Last night I sat once again to try and sketch things out. I decided this time to sketch the usability of the UI instead of the appearance. The difference for me means I think of what would happen instead of how it would look like. I started sketching arrows and write small comments (double click, single click, tab). Things got better, I finally felt like I know my goals, at least the ones in the beginning.

I sat down, wrote a viewport, added a tab panel, added a grid on the first panel and was even able to open and move to a new tab on double click of a record. Pretty cool. At first I was excited about this, but then dejected. Was this progress? How would I know if I made progress just now, or got stuck on something irrelevant?

I assume working on the parts that I already know by heart how to do would be a waste, which is the backend. I should focus on the frontend, that is clear.

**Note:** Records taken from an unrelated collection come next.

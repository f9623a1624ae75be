//! Bearer token issue and verification.
//!
//! Tokens are compact HS256 JWTs carrying identity claims plus `sid`, the
//! opaque session token. Signature and expiry checks here are necessary but
//! not sufficient: callers must still resolve `sid` to a live session record,
//! which is what makes tokens revocable before their natural expiry.

use super::{roles::Role, utils::unix_now};
use anyhow::{Context, Result};
use jsonwebtoken::{Algorithm, DecodingKey, EncodingKey, Header, Validation, decode, encode};
use secrecy::{ExposeSecret, SecretString};
use serde::{Deserialize, Serialize};
use uuid::Uuid;

/// Claims carried by an Aula bearer token.
#[derive(Debug, PartialEq, Serialize, Deserialize)]
pub struct Claims {
    /// Account id
    pub sub: String,
    pub email: String,
    pub role: Role,
    /// Opaque session token; must resolve to a live session record
    pub sid: String,
    pub iat: i64,
    pub exp: i64,
}

/// Why a token was rejected. Callers map all of these to 401; logs keep the
/// distinction.
#[derive(Debug, Clone, Copy, PartialEq, Eq, thiserror::Error)]
pub enum TokenError {
    #[error("token expired")]
    Expired,
    #[error("bad token signature")]
    BadSignature,
    #[error("malformed token")]
    Malformed,
}

/// Signs and verifies bearer tokens with a server-held secret.
pub struct TokenService {
    encoding: EncodingKey,
    decoding: DecodingKey,
}

impl TokenService {
    #[must_use]
    pub fn new(secret: &SecretString) -> Self {
        let bytes = secret.expose_secret().as_bytes();
        Self {
            encoding: EncodingKey::from_secret(bytes),
            decoding: DecodingKey::from_secret(bytes),
        }
    }

    /// Issue a token for an authenticated account.
    ///
    /// # Errors
    /// Returns an error if signing fails.
    pub fn issue(
        &self,
        account_id: Uuid,
        email: &str,
        role: Role,
        session_token: &str,
        ttl_seconds: i64,
    ) -> Result<String> {
        self.issue_at(account_id, email, role, session_token, ttl_seconds, unix_now())
    }

    /// Issue a token with an explicit clock, used by `issue` and by tests
    /// that need control over `iat`/`exp`.
    ///
    /// # Errors
    /// Returns an error if signing fails.
    pub fn issue_at(
        &self,
        account_id: Uuid,
        email: &str,
        role: Role,
        session_token: &str,
        ttl_seconds: i64,
        now: i64,
    ) -> Result<String> {
        let claims = Claims {
            sub: account_id.to_string(),
            email: email.to_string(),
            role,
            sid: session_token.to_string(),
            iat: now,
            exp: now + ttl_seconds,
        };

        encode(&Header::default(), &claims, &self.encoding).context("failed to sign bearer token")
    }

    /// Verify signature and expiry, returning the claims.
    ///
    /// # Errors
    /// `Expired`, `BadSignature`, and `Malformed` are distinct so logs can
    /// tell an aged token from a forged one.
    pub fn verify(&self, token: &str) -> Result<Claims, TokenError> {
        let mut validation = Validation::new(Algorithm::HS256);
        // Expiry is exact; the session record is the source of any grace.
        validation.leeway = 0;

        decode::<Claims>(token, &self.decoding, &validation)
            .map(|data| data.claims)
            .map_err(|err| match err.kind() {
                jsonwebtoken::errors::ErrorKind::ExpiredSignature => TokenError::Expired,
                jsonwebtoken::errors::ErrorKind::InvalidSignature => TokenError::BadSignature,
                _ => TokenError::Malformed,
            })
    }
}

But should I focus on the panels? On the tabs? On fetching the data? Should I be picking at the grid? Should I be picking at the functionality? What about the layout? Should I be learning how to do everything in ExtJS first? Maybe strengthen a bit on the Javascript side?

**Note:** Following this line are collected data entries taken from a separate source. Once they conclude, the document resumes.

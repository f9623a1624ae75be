//! Password reset: opaque request, single-use atomic consumption.

use axum::{
    Json,
    extract::Extension,
    http::{HeaderMap, StatusCode},
    response::{IntoResponse, Response},
};
use sqlx::SqlitePool;
use std::sync::Arc;
use tracing::{debug, info, warn};

use super::{
    error::AuthFailure,
    password::hash_password,
    rate_limit::{RateBucket, RateKey, RateLimitDecision},
    state::AuthState,
    storage::{
        ResetOutcome, consume_reset_token, lookup_account_by_email, revoke_all_sessions,
        store_reset_token,
    },
    types::{MessageResponse, ResetConfirmRequest, ResetRequest},
    utils::{
        extract_client_ip, generate_opaque_token, hash_opaque_token, normalize_email, unix_now,
        valid_email, valid_password,
    },
};

const RESET_ACCEPTED_MESSAGE: &str =
    "If an account exists for that address, a reset link is on its way.";

#[utoipa::path(
    post,
    path = "/v1/auth/reset/request",
    request_body = ResetRequest,
    responses(
        (status = 202, description = "Accepted; same response whether or not the account exists", body = MessageResponse),
        (status = 400, description = "Validation error", body = super::error::ErrorBody),
        (status = 429, description = "Rate limited", body = super::error::ErrorBody)
    ),
    tag = "auth"
)]
pub async fn request_reset(
    headers: HeaderMap,
    pool: Extension<SqlitePool>,
    auth_state: Extension<Arc<AuthState>>,
    payload: Option<Json<ResetRequest>>,
) -> Result<Response, AuthFailure> {
    let Some(Json(request)) = payload else {
        return Err(AuthFailure::BadRequest("Missing payload"));
    };

    let email = normalize_email(&request.email);
    if !valid_email(&email) {
        return Err(AuthFailure::BadRequest("Invalid email"));
    }

    // Keyed by the payload email, not only the caller: one address cannot be
    // flooded with reset mail from many IPs.
    let limiter = auth_state.rate_limiter();
    let ip_key = RateKey::Ip(
        extract_client_ip(&headers).unwrap_or_else(|| "unknown".to_string()),
    );
    let email_key = RateKey::Email(email.clone());
    for key in [&ip_key, &email_key] {
        if let RateLimitDecision::Limited { retry_after } =
            limiter.check(RateBucket::PasswordReset, key, None)
        {
            return Err(AuthFailure::RateLimited { retry_after });
        }
    }

    // From here on every path answers 202 with the same body, so responses
    // carry no account-existence signal.
    if let Some(account) = lookup_account_by_email(&pool, &email).await?
        && account.active
    {
        let token = generate_opaque_token()?;
        let token_hash = hash_opaque_token(&token);
        let now = unix_now();
        let expires_at = now + auth_state.config().reset_token_ttl_seconds();
        store_reset_token(&pool, account.id, &token_hash, expires_at, now).await?;

        // The raw token is handed to the mail collaborator, never returned
        // over this API.
        auth_state.mailer().send_reset(&account.email, &token);
        info!("reset token issued for {}", account.id);
    } else {
        debug!("reset requested for unknown or inactive email");
    }

    Ok((
        StatusCode::ACCEPTED,
        Json(MessageResponse {
            message: RESET_ACCEPTED_MESSAGE.to_string(),
        }),
    )
        .into_response())
}

#[utoipa::path(
    post,
    path = "/v1/auth/reset/confirm",
    request_body = ResetConfirmRequest,
    responses(
        (status = 204, description = "Password reset; all sessions revoked"),
        (status = 400, description = "Invalid or expired token", body = super::error::ErrorBody)
    ),
    tag = "auth"
)]
pub async fn confirm_reset(
    pool: Extension<SqlitePool>,
    payload: Option<Json<ResetConfirmRequest>>,
) -> Result<Response, AuthFailure> {
    let Some(Json(request)) = payload else {
        return Err(AuthFailure::BadRequest("Missing payload"));
    };

    let token = request.token.trim();
    if token.is_empty() {
        return Err(AuthFailure::BadRequest("Missing token"));
    }
    if !valid_password(&request.new_password) {
        return Err(AuthFailure::BadRequest(
            "Password must be at least 8 characters and contain a letter and a digit",
        ));
    }

    // Hash the replacement first so the consume step stays one atomic
    // statement: lookup, expiry check, password install, and token clearing
    // either all happen or none do.
    let password_hash = hash_password(request.new_password).await?;
    let token_hash = hash_opaque_token(token);

    match consume_reset_token(&pool, &token_hash, &password_hash, unix_now()).await? {
        ResetOutcome::Consumed(account_id) => {
            // A reset proves ownership; anything holding an old session may
            // be the reason the reset was needed.
            let revoked = revoke_all_sessions(&pool, account_id, None).await?;
            info!("password reset for {account_id}; {revoked} session(s) revoked");
            Ok(StatusCode::NO_CONTENT.into_response())
        }
        ResetOutcome::Expired => {
            warn!("expired reset token presented");
            Err(AuthFailure::ResetTokenInvalidOrExpired)
        }
        ResetOutcome::Invalid => {
            warn!("unknown or already-consumed reset token presented");
            Err(AuthFailure::ResetTokenInvalidOrExpired)
        }
    }
}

I'm feeling quite confused, something that although happens often in life, doesn't occur to me often on the technical side. There are so many things to pick from and I don't know which one is correct. I reckon that is why I keep feeling like I'm making no progress. Maybe I should sketch down all the possible components and then try to assemble a puzzle out of them and then write the functionality. I don't know.

Does anyone have any advice on this?

6 Comments

I'd recommend trying jQuery instead. Lots of UI stuff including widgets, is open source and has an active community.

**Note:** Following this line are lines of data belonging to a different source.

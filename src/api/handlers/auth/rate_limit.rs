//! Rate limiting primitives for auth and API flows.
//!
//! Two mechanisms, both keyed by `(bucket, key)`:
//!
//! - a fixed-tier sliding window that rejects with a retry-after once a
//!   bucket's maximum is reached inside its trailing window;
//! - a progressive delay that injects growing (capped) latency once a soft
//!   threshold is exceeded, instead of rejecting.
//!
//! The window map lives behind a single mutex, so the compact-check-append
//! step is one atomic read-modify-write: two simultaneous requests on the
//! same key can never both pass a boundary count.

use super::roles::Role;
use super::utils::unix_now_millis;
use std::collections::HashMap;
use std::sync::Mutex;
use std::time::Duration;
use uuid::Uuid;

/// Endpoint classes with independent limits.
#[derive(Clone, Copy, Debug, PartialEq, Eq, Hash)]
pub enum RateBucket {
    /// Login and registration attempts, keyed by caller IP
    Auth,
    /// Authenticated API traffic, keyed by account id
    Api,
    /// Course catalog search traffic
    Search,
    /// Content upload traffic
    Upload,
    /// Password reset requests, keyed by the target email
    PasswordReset,
    /// Pre-lookup failed-login throttle per raw email
    LoginEmail,
}

impl RateBucket {
    #[must_use]
    pub fn name(self) -> &'static str {
        match self {
            RateBucket::Auth => "auth",
            RateBucket::Api => "api",
            RateBucket::Search => "search",
            RateBucket::Upload => "upload",
            RateBucket::PasswordReset => "password-reset",
            RateBucket::LoginEmail => "login-email",
        }
    }
}

/// Lookup key for a window record.
///
/// Anonymous callers fall back to their IP; authenticated callers use their
/// account id; flows like password reset key on a payload field instead.
#[derive(Clone, Debug, PartialEq, Eq)]
pub enum RateKey {
    Ip(String),
    Account(Uuid),
    Email(String),
}

impl RateKey {
    fn storage_key(&self) -> String {
        match self {
            RateKey::Ip(ip) => format!("ip:{ip}"),
            RateKey::Account(id) => format!("account:{id}"),
            RateKey::Email(email) => format!("email:{email}"),
        }
    }
}

#[derive(Clone, Copy, Debug, PartialEq, Eq)]
pub enum RateLimitDecision {
    Allowed,
    Limited { retry_after: Duration },
}

pub trait RateLimiter: Send + Sync {
    /// Check and record one request for `(bucket, key)`.
    fn check(&self, bucket: RateBucket, key: &RateKey, role: Option<Role>) -> RateLimitDecision;

    /// Artificial delay to apply before processing, independent of `check`.
    fn throttle_delay(&self, bucket: RateBucket, key: &RateKey) -> Duration;
}

/// Limiter that allows everything; used in tests and as a wiring default.
#[derive(Clone, Debug)]
pub struct NoopRateLimiter;

impl RateLimiter for NoopRateLimiter {
    fn check(&self, _bucket: RateBucket, _key: &RateKey, _role: Option<Role>) -> RateLimitDecision {
        RateLimitDecision::Allowed
    }

    fn throttle_delay(&self, _bucket: RateBucket, _key: &RateKey) -> Duration {
        Duration::ZERO
    }
}

#[derive(Clone, Copy, Debug)]
pub struct BucketConfig {
    pub max: u32,
    pub window: Duration,
}

/// Per-bucket tiers plus progressive-delay tuning.
#[derive(Clone, Debug)]
pub struct RateLimitSettings {
    pub auth: BucketConfig,
    pub api: BucketConfig,
    pub search: BucketConfig,
    pub upload: BucketConfig,
    pub password_reset: BucketConfig,
    pub login_email: BucketConfig,
    /// Instructors get `max * instructor_multiplier`; admins bypass entirely.
    pub instructor_multiplier: u32,
    /// Requests within a window before delays start.
    pub soft_threshold: u32,
    /// Added delay per request beyond the soft threshold.
    pub delay_step: Duration,
    /// Upper bound on the injected delay.
    pub max_delay: Duration,
}

impl Default for RateLimitSettings {
    fn default() -> Self {
        Self {
            auth: BucketConfig {
                max: 5,
                window: Duration::from_secs(15 * 60),
            },
            api: BucketConfig {
                max: 100,
                window: Duration::from_secs(15 * 60),
            },
            search: BucketConfig {
                max: 30,
                window: Duration::from_secs(60),
            },
            upload: BucketConfig {
                max: 10,
                window: Duration::from_secs(60 * 60),
            },
            password_reset: BucketConfig {
                max: 3,
                window: Duration::from_secs(60 * 60),
            },
            login_email: BucketConfig {
                max: 10,
                window: Duration::from_secs(15 * 60),
            },
            instructor_multiplier: 4,
            soft_threshold: 3,
            delay_step: Duration::from_millis(250),
            max_delay: Duration::from_secs(2),
        }
    }
}

impl RateLimitSettings {
    #[must_use]
    pub fn bucket(&self, bucket: RateBucket) -> BucketConfig {
        match bucket {
            RateBucket::Auth => self.auth,
            RateBucket::Api => self.api,
            RateBucket::Search => self.search,
            RateBucket::Upload => self.upload,
            RateBucket::PasswordReset => self.password_reset,
            RateBucket::LoginEmail => self.login_email,
        }
    }
}

/// In-memory sliding-window limiter.
///
/// Window records hold unix-millisecond timestamps; entries older than
/// `now - window` are dropped on every check, so the vector length after
/// compaction is the current count. The boundary is inclusive: an entry at
/// exactly `now - window` still counts.
pub struct SlidingWindowLimiter {
    settings: RateLimitSettings,
    windows: Mutex<HashMap<(RateBucket, String), Vec<i64>>>,
}

impl SlidingWindowLimiter {
    #[must_use]
    pub fn new(settings: RateLimitSettings) -> Self {
        Self {
            settings,
            windows: Mutex::new(HashMap::new()),
        }
    }

    /// Check and record one request at an explicit clock.
    pub fn check_at(
        &self,
        bucket: RateBucket,
        key: &RateKey,
        role: Option<Role>,
        now_ms: i64,
    ) -> RateLimitDecision {
        if role == Some(Role::Admin) {
            return RateLimitDecision::Allowed;
        }

        let config = self.settings.bucket(bucket);
        let max = if role == Some(Role::Instructor) {
            config.max.saturating_mul(self.settings.instructor_multiplier)
        } else {
            config.max
        };
        let window_ms = window_millis(config.window);
        let cutoff = now_ms - window_ms;

        let mut windows = lock_windows(&self.windows);
        let record = windows.entry((bucket, key.storage_key())).or_default();
        record.retain(|&stamp| stamp >= cutoff);

        if record.len() < max as usize {
            record.push(now_ms);
            return RateLimitDecision::Allowed;
        }

        let retry_ms = record
            .first()
            .map_or(window_ms, |&oldest| oldest + window_ms - now_ms);
        RateLimitDecision::Limited {
            retry_after: Duration::from_millis(retry_ms.max(0).unsigned_abs()),
        }
    }

    /// Compute the progressive delay at an explicit clock without recording.
    pub fn throttle_delay_at(&self, bucket: RateBucket, key: &RateKey, now_ms: i64) -> Duration {
        let config = self.settings.bucket(bucket);
        let cutoff = now_ms - window_millis(config.window);

        let windows = lock_windows(&self.windows);
        let count = windows
            .get(&(bucket, key.storage_key()))
            .map_or(0, |record| {
                record.iter().filter(|&&stamp| stamp >= cutoff).count()
            });

        let excess = (count as u32).saturating_sub(self.settings.soft_threshold);
        if excess == 0 {
            return Duration::ZERO;
        }
        self.settings
            .delay_step
            .saturating_mul(excess)
            .min(self.settings.max_delay)
    }

    /// Drop keys whose every entry has aged out of its window.
    ///
    /// Maintenance only: stale entries already age out on the next check.
    pub fn sweep_idle(&self, now_ms: i64) {
        let mut windows = lock_windows(&self.windows);
        let settings = &self.settings;
        windows.retain(|(bucket, _), record| {
            let cutoff = now_ms - window_millis(settings.bucket(*bucket).window);
            record.iter().any(|&stamp| stamp >= cutoff)
        });
    }
}

impl RateLimiter for SlidingWindowLimiter {
    fn check(&self, bucket: RateBucket, key: &RateKey, role: Option<Role>) -> RateLimitDecision {
        self.check_at(bucket, key, role, unix_now_millis())
    }

    fn throttle_delay(&self, bucket: RateBucket, key: &RateKey) -> Duration {
        self.throttle_delay_at(bucket, key, unix_now_millis())
    }
}

fn window_millis(window: Duration) -> i64 {
    i64::try_from(window.as_millis()).unwrap_or(i64::MAX)
}

fn lock_windows<'a>(
    windows: &'a Mutex<HashMap<(RateBucket, String), Vec<i64>>>,
) -> std::sync::MutexGuard<'a, HashMap<(RateBucket, String), Vec<i64>>> {
    // A poisoned lock only means another thread panicked mid-check; the map
    // itself is still a valid set of timestamps.
    windows.lock().unwrap_or_else(std::sync::PoisonError::into_inner)
}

Gotta love that jQuery meme.


My advice is that you've got to figure out what the "core" operations are from your user's point of view. What are they going to be doing most often? Make the interface stupid simple for that operation, make it work and test it, and then extend it from there. Sort of the "tracer bullet" approach to UI development.


The problem with programmers designing UI is that we are very good at treating all features equally. That is, we tend to make all operations more-or-less just as easy to do as any other. This is wrong: common operations should be easy, very rare operations should be more difficult (if implemented at all), even if the implementation for those operations is extremely similar.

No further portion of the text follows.